Well then there is no excuse for your enormous amount of total ignorance.
But you go ahead and take those falsehoods to the grave if it gives you comfort.    I counted five absolute lies or falsehoods in your claims.


----------



## Book of Jeremiah (Sep 22, 2015)

mdk said:


> Jeremiah said:
> 
> 
> > A true Christian acknowledges the true holy days - such as Yom Kippur - and greets the Jewish people with blessings and prayers.  I'm acknowledging the right people this day.  This is their day!   A true Christian does not give attention to false prophets other than to expose them and warn others to ignore them and have nothing to do with them.  It's scriptural.
> ...



You must have missed my thread For Jews - Yom Kippur in which I posted a photograph of Jews watching the Sunset and a Yom Kippur wish.  You need to pay closer attention.  I posted a good deal of information about the Yom Kippur Holy Day - perhaps you should look at the thread?


----------



## Book of Jeremiah (Sep 22, 2015)

pamjo said:


> Jeremiah said:
> 
> 
> > DarkFury said:
> ...



Yes, this is a typical happening in Roman Catholic families, I was disowned by mine after I became a born again Christian.  (back in 89')  Later some of them talked to me for a time but as they know I am adamantly opposed to Catholicism, the false teachings and the bondage it puts people under we no longer stay in touch.  I cannot apologize for telling people the truth.  If we don't tell them the truth we'd have their blood on our hands if they should remain in Catholicism and end up in hell.  I'm sorry for what you have suffered - it isn't pleasant and it is always a deep grief to see loved ones choose to follow tradition and the demon inspired Doctrines of men rather than Jesus Christ.


----------



## Book of Jeremiah (Sep 22, 2015)

turzovka said:


> pamjo said:
> 
> 
> > This is EXACTLY how we were taught in my home. We were taught that the pope is sinless, and next to God. We were taught many lies, which we realized when we became adults. My mother still judges me and calls me a "fallen away Catholic". She thinks the Catholics go to heaven but everyone else is "iffy".
> ...


I do not find him to be in ignorance.  He knows exactly what he is talking about. Stop with the personal attacks and address the OP.  Otherwise you'll need to find another thread to write on, Turzovka.  I am not tolerating personal attacks from anyone here against members on my thread.  Everyone has a point of view and is welcome to share it.  Including you.  Cease from the personal attacks or leave.


----------



## Book of Jeremiah (Sep 22, 2015)

guno said:


> Jeremiah said:
> 
> 
> > irosie91 said:
> ...



The head of the Christian church isn't on TV.  He is seated at the right hand of God.  His name is Jesus Christ.  Not Jorge.  (or Francis)


----------



## Liminal (Sep 22, 2015)

Jeremiah said:


> pamjo said:
> 
> 
> > Jeremiah said:
> ...


You poor lost soul, you'll probably spend your whole life searching for the answers that were already right in front of you.   Satan has apparently cursed you with blindness so profoundly dark that you may never see God's light again.   I'm going to go now and pray the rosary for your salvation.......because when you pray no one is listening.


----------



## turzovka (Sep 22, 2015)

Jeremiah said:


> I do not find him to be in ignorance.  He knows exactly what he is talking about. Stop with the personal attacks and address the OP.  Otherwise you'll need to find another thread to write on, Turzovka.  I am not tolerating personal attacks from anyone here against members on my thread.  Everyone has a point of view and is welcome to share it.  Including you.  Cease from the personal attacks or leave.

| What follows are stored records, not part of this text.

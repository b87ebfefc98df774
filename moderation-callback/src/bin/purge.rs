//! Remove all persisted moderation state: both keys and the nonce record.

use anyhow::{Context, Result};
use tracing::{info, warn};
use tracing_subscriber::{fmt, layer::SubscriberExt, util::SubscriberInitExt, EnvFilter};

use modcallback::store::{purge_module_state, JsonFileStore};
use modcallback::Config;

fn main() -> Result<()> {
    let filter =
        EnvFilter::try_from_default_env().unwrap_or_else(|_| EnvFilter::new("info"));

    tracing_subscriber::registry()
        .with(filter)
        .with(fmt::layer().json().flatten_event(true))
        .init();

    let config = Config::from_env();

    let path = match &config.store_path {
        Some(p) => p,
        None => {
            warn!("store_path_not_configured_nothing_to_purge");
            return Ok(());
        }
    };

    let store = JsonFileStore::open(path)
        .with_context(|| format!("Failed to open store {}", path.display()))?;
    purge_module_state(&store).context("Failed to purge module state")?;

    info!(path = %path.display(), "purge_complete");

    Ok(())
}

Oh, spare me your phony compassion.  You are the most judgmental bigot this side of Jack Chick.

Three posts above this one you boldly proclaim*:  “If we don't tell them the truth we'd have their blood on our hands if they should remain in Catholicism and end up in hell.”*  You are constantly telling Catholics they are going to hell.  And you have the gall to tell others about their behavior?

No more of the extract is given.